While surgery remains an integral part of the management of gastric cancer, other therapeutic approaches are on the horizon that show promise for this patient population.


For example, recent data supports the potential therapeutic power of immunotherapy among gastric cancer patients. A phase III trial of nivolumab versus placebo in chemotherapy-refractory gastric cancer found the addition of the PD-1 inhibitor improved overall survival (4.1 months vs. 5.3 months) as well as 1-year survival (11% vs. 27%) (Lancet 2017; doi:


Another trial studied the efficacy and safety of pembrolizumab among patients with previously treated gastric cancer (J Clin Oncol 2017; doi:10.1200/JCO.2017.35.15_suppl.4003). Findings showed responses among 11.6 percent of patients; investigators reported higher responses among PD-L1 positive patients (15.5%) compared to those who are PD-L1 negative (6.4%). Based on the results of this study, the FDA approved pembrolizumab for patients with chemotherapy-refractory PD-L1 positive, advanced gastric and gastroesophageal junction cancers.

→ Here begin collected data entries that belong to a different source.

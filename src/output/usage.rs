//! Usage output formatter

use super::common::{escape_csv, format_amount, print_json, print_yaml};
use crate::cli::OutputFormat;
use crate::ibm::usage_reports::models::Resource;
use crate::ibm::usage_reports::{AccountSummary, InstanceUsage};
use comfy_table::{presets::NOTHING, Table};
use serde::Serialize;

/// Serializable instance usage row for structured output (JSON/YAML)
#[derive(Serialize)]
struct SerializableInstance {
    resource_instance_id: String,
    resource_instance_name: String,
    resource_name: String,
    plan_name: String,
    region: String,
    resource_group_name: String,
    cost: f64,
    currency_code: String,
}

impl From<&InstanceUsage> for SerializableInstance {
    fn from(instance: &InstanceUsage) -> Self {
        let field = |v: &Option<String>| v.clone().unwrap_or_default();
        Self {
            resource_instance_id: field(&instance.resource_instance_id),
            resource_instance_name: field(&instance.resource_instance_name),
            resource_name: field(&instance.resource_name),
            plan_name: field(&instance.plan_name),
            region: field(&instance.region),
            resource_group_name: field(&instance.resource_group_name),
            cost: instance.total_cost(),
            currency_code: field(&instance.currency_code),
        }
    }
}

/// Output resource instance usage in the specified format
pub fn output_instance_usage(instances: &[InstanceUsage], format: OutputFormat, no_header: bool) {
    let rows: Vec<SerializableInstance> =
        instances.iter().map(SerializableInstance::from).collect();
    match format {
        OutputFormat::Table => println!("{}", instances_table(&rows, no_header)),
        OutputFormat::Csv => {
            if !no_header {
                println!("INSTANCE_ID,NAME,RESOURCE,PLAN,REGION,RESOURCE_GROUP,COST,CURRENCY");
            }
            for row in &rows {
                println!(
                    "{},{},{},{},{},{},{:.2},{}",
                    escape_csv(&row.resource_instance_id),
                    escape_csv(&row.resource_instance_name),
                    escape_csv(&row.resource_name),
                    escape_csv(&row.plan_name),
                    escape_csv(&row.region),
                    escape_csv(&row.resource_group_name),
                    row.cost,
                    escape_csv(&row.currency_code)
                );
            }
        }
        OutputFormat::Json => print_json(&rows),
        OutputFormat::Yaml => print_yaml(&rows),
    }
}

fn instances_table(rows: &[SerializableInstance], no_header: bool) -> Table {
    let mut table = Table::new();
    table.load_preset(NOTHING);
    if !no_header {
        table.set_header(vec![
            "INSTANCE ID",
            "NAME",
            "RESOURCE",
            "PLAN",
            "REGION",
            "RESOURCE GROUP",
            "COST",
            "CURRENCY",
        ]);
    }
    for row in rows {
        table.add_row(vec![
            row.resource_instance_id.clone(),
            row.resource_instance_name.clone(),
            row.resource_name.clone(),
            row.plan_name.clone(),
            row.region.clone(),
            row.resource_group_name.clone(),
            format!("{:.2}", row.cost),
            row.currency_code.clone(),
        ]);
    }
    table
}

/// Output an account summary; JSON/YAML carry the full API object
pub fn output_account_summary(summary: &AccountSummary, format: OutputFormat, no_header: bool) {
    match format {
        OutputFormat::Table => println!("{}", summary_table(summary, no_header)),
        OutputFormat::Csv => {
            if !no_header {
                println!("RESOURCE_ID,RESOURCE,BILLABLE_COST,NON_BILLABLE_COST");
            }
            for resource in &summary.account_resources {
                let (id, name, billable, non_billable) = resource_columns(resource);
                println!(
                    "{},{},{},{}",
                    escape_csv(&id),
                    escape_csv(&name),
                    billable,
                    non_billable
                );
            }
        }
        OutputFormat::Json => print_json(summary),
        OutputFormat::Yaml => print_yaml(summary),
    }
}

fn resource_columns(resource: &Resource) -> (String, String, String, String) {
    (
        resource.resource_id.clone().unwrap_or_default(),
        resource.resource_name.clone().unwrap_or_default(),
        format_amount(resource.billable_cost),
        format_amount(resource.non_billable_cost),
    )
}

fn summary_table(summary: &AccountSummary, no_header: bool) -> Table {
    let mut table = Table::new();
    table.load_preset(NOTHING);
    if !no_header {
        table.set_header(vec!["RESOURCE ID", "RESOURCE", "BILLABLE", "NON-BILLABLE"]);
    }
    for resource in &summary.account_resources {
        let (id, name, billable, non_billable) = resource_columns(resource);
        table.add_row(vec![id, name, billable, non_billable]);
    }
    if let Some(totals) = &summary.resources {
        table.add_row(vec![
            String::new(),
            format!(
                "TOTAL ({})",
                summary.billing_currency_code.as_deref().unwrap_or("-")
            ),
            format_amount(totals.billable_cost),
            format_amount(totals.non_billable_cost),
        ]);
    }
    table
}

#[cfg(test)]
mod tests {
    use super::*;

    fn create_test_instance(id: &str, costs: &[f64]) -> InstanceUsage {
        let usage: Vec<serde_json::Value> = costs
            .iter()
            .map(|c| serde_json::json!({"metric": "GB_HOURS", "cost": c}))
            .collect();
        serde_json::from_value(serde_json::json!({
            "resource_instance_id": id,
            "resource_instance_name": "my-bucket",
            "resource_name": "Cloud Object Storage",
            "plan_name": "Standard",
            "region": "us-south",
            "currency_code": "USD",
            "usage": usage
        }))
        .unwrap()
    }

    #[test]
    fn test_serializable_instance_sums_cost() {
        let instance = create_test_instance("crn:v1:1", &[1.25, 2.5]);
        let row = SerializableInstance::from(&instance);
        assert_eq!(row.resource_instance_id, "crn:v1:1");
        assert!((row.cost - 3.75).abs() < f64::EPSILON);
        assert_eq!(row.resource_group_name, "");
    }

    #[test]
    fn test_instances_table() {
        let rows = vec![SerializableInstance::from(&create_test_instance(
            "crn:v1:1",
            &[10.0],
        ))];
        let table = instances_table(&rows, false).to_string();
        assert!(table.contains("INSTANCE ID"));
        assert!(table.contains("10.00"));
        assert!(table.contains("us-south"));
    }

    #[test]
    fn test_summary_table_totals() {
        let summary: AccountSummary = serde_json::from_value(serde_json::json!({
            "account_id": "abc",
            "month": "2024-01",
            "billing_currency_code": "USD",
            "resources": {"billable_cost": 100.0, "non_billable_cost": 5.5},
            "account_resources": [
                {"resource_id": "cloud-object-storage", "resource_name": "COS", "billable_cost": 100.0, "non_billable_cost": 5.5}
            ]
        }))
        .unwrap();
        let table = summary_table(&summary, true).to_string();
        assert!(table.contains("cloud-object-storage"));
        assert!(table.contains("TOTAL (USD)"));
        assert!(table.contains("5.50"));
        assert!(!table.contains("RESOURCE ID"));
    }
}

"We are all really excited about more personalized medicine for this disease," Russell noted. "This is evident with some recent publications on patients with mismatch repair genes that may respond better to immunotherapy, as well as targeted therapy for gene mutations.


"If we can unlock the mystery of whose individual cancer responds to what specific treatment instead of the standard approach of a couple of chemotherapy options for everyone, this is really where we have the opportunity to make huge strides in the management of gastric cancer," she concluded.


Catlin Nalley is associate editor.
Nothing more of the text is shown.